Chinese were asked to not only disobey but donate a dollar a person to a legal defense fund . This was used by the Chinese Six Companies to challenge the law all the way to the US Supreme Court . However , these challenges failed and the Supreme Court upheld the constitutionality of the law .
The Chinese did not suffer the indignity without further action ." On September 8,1893, many Chinese vegetable peddlers and laundrymen across southern California failed to show up for work. They knocked on the doors of the houses and hotels of their white customers, demanded payment of their bills, and disappeared. Hundreds made their way to San Francisco. Two days later the Chinese Consul as well as the Chinese Six Companies called for a general strike in Southern California ."
However , strikes , legal action ,and civil disobedience in the end failed . The Chinese Government also ceased to intervene with the US government over its immigration policies. By 1894 The Chinese six companies admitted defeat and advised all laborers to comply with the law .
Throughout California , Chinese were being attacked and persecuted by mobs of angry out of work white laborers. Vigilantes demanded to see certificates of identity for Chinese laborers and if they were not produced , these vigilantes made citizen's arrests and forcibly carted the Chinese off to the local police. The courts upheld the right of citizens to make these arrests. Businesses that hired Chinese laborers were target for public condemnation and boycotts by Anti-Chinese organizations .
In many ways the anti -chinese era was fueled by a depressed economy in which out of work white laborers scapegoated Chinese laborers as the cause of their problems . The elite in the white community had much to gain from the cheap Chinese labor and employed them on railroad construction , in large scale farming operations, and as domestic servants. But even the most elite and powerful amongst the white upper class were not immune to the racial hate being spread by the white labor movement . Railroad barons were forced to discharge Chinese workers, as were farmers, and even upper class women hiring Chinese domestics.
How did Jue Joe respond to the persecution ? In many ways , Jue Joe was the ultimate pragmatist . He registered for a certificate of identity not once but twice. Even when the Chinese Six Companies were advising civil disobedience, Jue Joe went ahead and registered. At the time of registering the second time ,Jue Joe was a houseboy working for well off American white families and the practical thing would have been to go along with the law and register so that his employers would not be accused of hiring illegal aliens and forced to discharge him.
According to my father , San Tong told him that one of the reasons that Jue Joe did not bring his family with him when he returned to the US in 1906 was that he knew that the country was hostile to Chinese , that Chinese were being persecuted by whites and he felt his family would not be safe in America. Jue Joe had intended to return to America by himself , remake his fortune and then return back to China to his family .

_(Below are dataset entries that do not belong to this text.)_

//! SQLite.

use super::exception::{ErrorCode, ErrorCodeTable, ErrorKind};
use super::identifier::{CaseStrategy, IdentifierCasing};
use super::lock::LockSyntax;
use super::pagination::LimitHandler;
use super::sequence::{IdentityColumnSupport, SequenceSupport};
use super::{Features, Profile, ResolvedSettings, DEFAULT_MAX_LOB_PREFETCH_SIZE};
use crate::codec::{CodecKind, CodecRegistry, TypeCodec};
use crate::column_types::{ColumnTypeEntry, ColumnTypeRegistry};
use crate::types::TypeCode;

const COLUMN_TYPES: &[ColumnTypeEntry] = &[
    ColumnTypeEntry::unbounded(TypeCode::Bit, "boolean"),
    ColumnTypeEntry::unbounded(TypeCode::Float, "float"),
    ColumnTypeEntry::unbounded(TypeCode::Double, "double"),
    ColumnTypeEntry::unbounded(TypeCode::Numeric, "numeric"),
    ColumnTypeEntry::unbounded(TypeCode::Decimal, "decimal"),
    ColumnTypeEntry::unbounded(TypeCode::Char, "char"),
    ColumnTypeEntry::unbounded(TypeCode::Varchar, "varchar"),
    ColumnTypeEntry::unbounded(TypeCode::LongVarchar, "longvarchar"),
    ColumnTypeEntry::unbounded(TypeCode::NChar, "nchar"),
    ColumnTypeEntry::unbounded(TypeCode::NVarchar, "nvarchar"),
    ColumnTypeEntry::unbounded(TypeCode::LongNVarchar, "nvarchar"),
    ColumnTypeEntry::unbounded(TypeCode::Timestamp, "datetime"),
    ColumnTypeEntry::unbounded(TypeCode::TimestampWithTimezone, "datetime"),
    ColumnTypeEntry::unbounded(TypeCode::Binary, "blob"),
    ColumnTypeEntry::unbounded(TypeCode::Varbinary, "blob"),
    ColumnTypeEntry::unbounded(TypeCode::LongVarbinary, "blob"),
];

const KEYWORDS: &[&str] = &[
    "abort", "autoincrement", "attach", "detach", "explain", "glob", "indexed", "isnull",
    "notnull", "pragma", "raise", "regexp", "reindex", "vacuum", "virtual",
];

// Extended result codes are the primary code plus a multiple of 256.
const ERROR_CODES: ErrorCodeTable = &[
    (ErrorCode::Vendor(5), ErrorKind::LockAcquisition),
    (ErrorCode::Vendor(6), ErrorKind::LockAcquisition),
    (ErrorCode::Vendor(261), ErrorKind::LockAcquisition),
    (ErrorCode::Vendor(517), ErrorKind::LockAcquisition),
    (ErrorCode::Vendor(19), ErrorKind::ConstraintViolation),
    (ErrorCode::Vendor(275), ErrorKind::ConstraintViolation),
    (ErrorCode::Vendor(787), ErrorKind::ConstraintViolation),
    (ErrorCode::Vendor(1299), ErrorKind::ConstraintViolation),
    (ErrorCode::Vendor(1555), ErrorKind::ConstraintViolation),
    (ErrorCode::Vendor(2067), ErrorKind::ConstraintViolation),
    (ErrorCode::Vendor(2579), ErrorKind::ConstraintViolation),
];

const CONSTRAINT_PATTERNS: &[&str] = &[r"constraint failed: (.+)$"];

pub(super) const SQLITE: Profile = Profile {
    name: "sqlite",
    column_types: COLUMN_TYPES,
    keywords: KEYWORDS,
    casing: IdentifierCasing {
        unquoted: CaseStrategy::Mixed,
        quoted: CaseStrategy::Mixed,
    },
    lock: LockSyntax::NONE,
    error_codes: ERROR_CODES,
    constraint_patterns: CONSTRAINT_PATTERNS,
    sequences: SequenceSupport::NONE,
    identity: IdentityColumnSupport::new(
        "primary key autoincrement",
        "select last_insert_rowid()",
        true,
    ),
    limit: LimitHandler::LimitOffset,
    features: Features {
        from_dual: None,
        current_timestamp_select: "select current_timestamp",
        current_schema_command: None,
        select_guid: None,
        supports_query_hints: false,
        supports_inline_comments: false,
        add_column: "add column",
        add_column_suffix: "",
        cascade_constraints: "",
        max_alias_length: 128,
        default_decimal_precision: 19,
        supports_select_without_from: true,
        supports_row_value_constructor_in_list: true,
        supports_window_functions: true,
        supports_no_columns_insert: true,
        quote_type_table: false,
    },
    default_properties: &[],
    probe_query: None,
    defaults: ResolvedSettings {
        max_lob_prefetch_size: DEFAULT_MAX_LOB_PREFETCH_SIZE,
        use_legacy_boolean_type: false,
        use_unicode_string_types: false,
        treat_double_typed_fields_as_decimal: false,
        in_expression_count_limit: 0,
    },
    supports_ascii_string_types: false,
    configure,
};

fn configure(_: &ResolvedSettings, _: &mut ColumnTypeRegistry, codecs: &mut CodecRegistry) {
    // booleans are stored as integers
    codecs.register(TypeCodec::new(
        TypeCode::Boolean,
        "integer boolean",
        false,
        CodecKind::NumericBoolean,
    ));
    codecs.register(TypeCodec::new(TypeCode::Blob, "blob", false, CodecKind::Varbinary));
    codecs.register(TypeCodec::new(TypeCode::Clob, "text", false, CodecKind::Varchar));
}
//! Tuple results.

use super::typed::FromResultValue;
use super::value::ResultValue;
use crate::error::{QueryError, Result};

/// One tuple element and the alias it was selected under.
#[derive(Debug, Clone, PartialEq)]
pub struct TupleElement {
    pub alias: Option<String>,
    pub value: ResultValue,
}

/// A row whose results are addressed by position or alias.
#[derive(Debug, Clone, Default, PartialEq)]
pub struct Tuple {
    elements: Vec<TupleElement>,
}

impl Tuple {
    #[must_use]
    pub const fn new(elements: Vec<TupleElement>) -> Self {
        Self { elements }
    }

    #[must_use]
    pub fn len(&self) -> usize {
        self.elements.len()
    }

    #[must_use]
    pub fn is_empty(&self) -> bool {
        self.elements.is_empty()
    }

    #[must_use]
    pub fn get(&self, index: usize) -> Option<&ResultValue> {
        self.elements.get(index).map(|e| &e.value)
    }

    /// Finds an element by alias, ignoring case.
    ///
    /// # Errors
    ///
    /// Returns [`QueryError::UnknownTupleAlias`] when no element carries
    /// `alias`.
    pub fn get_by_alias(&self, alias: &str) -> Result<&ResultValue> {
        self.elements
            .iter()
            .find(|e| e.alias.as_deref().is_some_and(|a| a.eq_ignore_ascii_case(alias)))
            .map(|e| &e.value)
            .ok_or_else(|| QueryError::UnknownTupleAlias(alias.to_string()))
    }

    /// Converts the element under `alias`.
    ///
    /// # Errors
    ///
    /// Returns [`QueryError::UnknownTupleAlias`] or a conversion error.
    pub fn get_as<T: FromResultValue>(&self, alias: &str) -> Result<T> {
        T::from_result_value(self.get_by_alias(alias)?.clone())
    }

    #[must_use]
    pub fn values(&self) -> impl Iterator<Item = &ResultValue> {
        self.elements.iter().map(|e| &e.value)
    }

    #[must_use]
    pub fn elements(&self) -> &[TupleElement] {
        &self.elements
    }
}

#[cfg(test)]
mod tests {
    use oxide_dialect::SqlValue;

    use super::*;

    fn tuple() -> Tuple {
        Tuple::new(vec![
            TupleElement {
                alias: Some("name".to_string()),
                value: ResultValue::Scalar(SqlValue::Text("Ada".to_string())),
            },
            TupleElement {
                alias: None,
                value: ResultValue::Scalar(SqlValue::Int(36)),
            },
        ])
    }

    #[test]
    fn test_access_by_position_and_alias() {
        let t = tuple();
        assert_eq!(t.len(), 2);
        assert_eq!(t.get(1), Some(&ResultValue::Scalar(SqlValue::Int(36))));
        assert_eq!(t.get(2), None);
        assert_eq!(t.get_as::<String>("NAME").unwrap(), "Ada");
    }

    #[test]
    fn test_unknown_alias() {
        assert!(matches!(
            tuple().get_by_alias("age"),
            Err(QueryError::UnknownTupleAlias(alias)) if alias == "age"
        ));
    }
}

"Entrepreneurship is the ability to see value where others do not. It is also the ability to "make lemonade when life hands you lemons......Many seized the entrepreneurial moment and made a successful life for themselves in a strange land among a strange people."
Jue Joe like many other Chinese of the time were pragmatists, first and foremost, trying to survive in any way they could .
One of the fascinating stories of Jue Joe's life was how he became friends with the rich and powerful white men of Los Angeles during a time of racial strife. Remember , that the anti Chinese sentiment was primarily a working class white movement . The rich and the elite had much to gain from the Chinese being able to work freely . Otto Brant and his syndicate
prospered from Chinese farmers leasing and working their land in the San Fernando Valley, and from large numbers of Chinese working on their extensive land holdings in the Imperial Valley and Mexicali in Baja California. Upper class whites employed Chinese as domestics and treated them well . These men and their wives were not anti -Chinese at all . I think Jue Joe understood that . He could understand that if he could in some way become allied with these powerful men , they could provide him some measure of protection against the anti -Chinese sentiment of the time and help him to succeed in a very hostile environment.
Yes , I can understand that . But here is the rub , how did Jue Joe become friends with these rich and powerful men ?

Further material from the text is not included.